● Try it
Your answer should be a number only: the count of lines in the following entries that contain "scheduler".

● Data extract

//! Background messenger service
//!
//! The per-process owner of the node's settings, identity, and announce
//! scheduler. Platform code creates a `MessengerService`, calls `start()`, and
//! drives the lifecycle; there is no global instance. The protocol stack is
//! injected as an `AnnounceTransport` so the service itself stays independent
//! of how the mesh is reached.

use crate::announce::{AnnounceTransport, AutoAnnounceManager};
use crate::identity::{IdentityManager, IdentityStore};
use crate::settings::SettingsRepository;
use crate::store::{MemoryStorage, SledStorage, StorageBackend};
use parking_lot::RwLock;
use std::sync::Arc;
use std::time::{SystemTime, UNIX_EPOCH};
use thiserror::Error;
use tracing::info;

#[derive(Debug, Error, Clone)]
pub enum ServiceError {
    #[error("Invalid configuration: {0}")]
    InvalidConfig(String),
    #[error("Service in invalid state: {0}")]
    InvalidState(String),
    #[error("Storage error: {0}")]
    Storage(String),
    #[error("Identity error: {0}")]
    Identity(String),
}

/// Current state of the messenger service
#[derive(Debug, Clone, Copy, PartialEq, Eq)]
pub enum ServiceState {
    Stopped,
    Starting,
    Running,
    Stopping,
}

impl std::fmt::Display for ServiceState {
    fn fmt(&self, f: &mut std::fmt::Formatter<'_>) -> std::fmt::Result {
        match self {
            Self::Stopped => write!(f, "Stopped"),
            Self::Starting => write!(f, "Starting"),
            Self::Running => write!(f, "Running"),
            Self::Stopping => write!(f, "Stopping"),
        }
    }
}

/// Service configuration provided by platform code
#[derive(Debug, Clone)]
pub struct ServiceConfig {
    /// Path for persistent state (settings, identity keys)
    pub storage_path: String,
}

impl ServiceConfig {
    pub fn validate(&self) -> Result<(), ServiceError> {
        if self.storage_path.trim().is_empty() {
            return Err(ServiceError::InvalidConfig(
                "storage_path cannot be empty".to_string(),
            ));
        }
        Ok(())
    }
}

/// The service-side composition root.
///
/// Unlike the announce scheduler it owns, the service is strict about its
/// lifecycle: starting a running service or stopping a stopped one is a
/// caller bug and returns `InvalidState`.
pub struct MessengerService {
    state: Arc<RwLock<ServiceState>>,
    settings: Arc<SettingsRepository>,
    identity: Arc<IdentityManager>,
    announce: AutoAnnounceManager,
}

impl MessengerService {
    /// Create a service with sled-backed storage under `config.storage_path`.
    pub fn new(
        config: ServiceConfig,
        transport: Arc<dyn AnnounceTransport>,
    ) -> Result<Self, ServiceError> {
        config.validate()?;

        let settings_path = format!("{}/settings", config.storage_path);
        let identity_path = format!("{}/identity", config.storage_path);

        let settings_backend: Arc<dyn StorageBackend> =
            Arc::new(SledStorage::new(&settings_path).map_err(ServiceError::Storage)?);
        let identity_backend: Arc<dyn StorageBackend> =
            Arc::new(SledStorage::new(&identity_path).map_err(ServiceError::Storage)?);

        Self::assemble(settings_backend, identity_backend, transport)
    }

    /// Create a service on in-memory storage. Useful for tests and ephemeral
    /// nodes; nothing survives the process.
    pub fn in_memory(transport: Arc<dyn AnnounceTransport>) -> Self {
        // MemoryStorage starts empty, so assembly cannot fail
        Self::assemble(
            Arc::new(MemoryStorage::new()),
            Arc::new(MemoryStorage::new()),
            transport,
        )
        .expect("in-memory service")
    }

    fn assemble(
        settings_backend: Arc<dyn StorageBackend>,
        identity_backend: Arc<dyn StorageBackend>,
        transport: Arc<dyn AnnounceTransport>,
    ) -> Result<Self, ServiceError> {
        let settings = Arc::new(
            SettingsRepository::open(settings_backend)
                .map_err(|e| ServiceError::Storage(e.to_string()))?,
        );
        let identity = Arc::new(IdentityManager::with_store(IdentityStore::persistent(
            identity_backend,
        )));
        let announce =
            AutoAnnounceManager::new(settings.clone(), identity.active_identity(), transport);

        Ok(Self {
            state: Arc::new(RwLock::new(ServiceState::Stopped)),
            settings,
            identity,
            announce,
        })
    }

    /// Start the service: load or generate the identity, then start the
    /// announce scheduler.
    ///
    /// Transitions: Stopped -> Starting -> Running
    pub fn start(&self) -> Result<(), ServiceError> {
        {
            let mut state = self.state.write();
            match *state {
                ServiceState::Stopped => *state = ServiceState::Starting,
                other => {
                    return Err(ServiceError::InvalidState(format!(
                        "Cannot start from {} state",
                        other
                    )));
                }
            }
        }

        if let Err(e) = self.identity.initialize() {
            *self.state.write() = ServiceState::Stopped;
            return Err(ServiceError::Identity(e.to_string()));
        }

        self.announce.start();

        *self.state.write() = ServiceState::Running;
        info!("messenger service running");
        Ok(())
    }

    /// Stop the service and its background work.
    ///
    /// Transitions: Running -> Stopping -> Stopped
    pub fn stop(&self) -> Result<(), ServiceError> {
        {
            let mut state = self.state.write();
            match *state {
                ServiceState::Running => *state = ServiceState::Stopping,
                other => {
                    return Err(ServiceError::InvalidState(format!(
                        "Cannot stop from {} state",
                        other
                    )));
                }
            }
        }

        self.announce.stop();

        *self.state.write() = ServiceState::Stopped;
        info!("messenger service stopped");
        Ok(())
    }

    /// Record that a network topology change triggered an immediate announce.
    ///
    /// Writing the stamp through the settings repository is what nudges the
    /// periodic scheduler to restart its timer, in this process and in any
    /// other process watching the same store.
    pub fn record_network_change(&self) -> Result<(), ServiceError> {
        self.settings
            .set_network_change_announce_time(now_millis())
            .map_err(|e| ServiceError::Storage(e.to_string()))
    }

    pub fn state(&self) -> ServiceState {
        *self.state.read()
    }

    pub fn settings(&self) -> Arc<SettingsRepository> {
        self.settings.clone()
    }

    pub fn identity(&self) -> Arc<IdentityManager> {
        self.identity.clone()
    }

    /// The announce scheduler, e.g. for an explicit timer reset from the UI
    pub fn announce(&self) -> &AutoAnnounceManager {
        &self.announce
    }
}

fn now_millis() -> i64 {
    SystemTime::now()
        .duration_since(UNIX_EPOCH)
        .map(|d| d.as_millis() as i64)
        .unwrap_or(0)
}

● Exercise result
5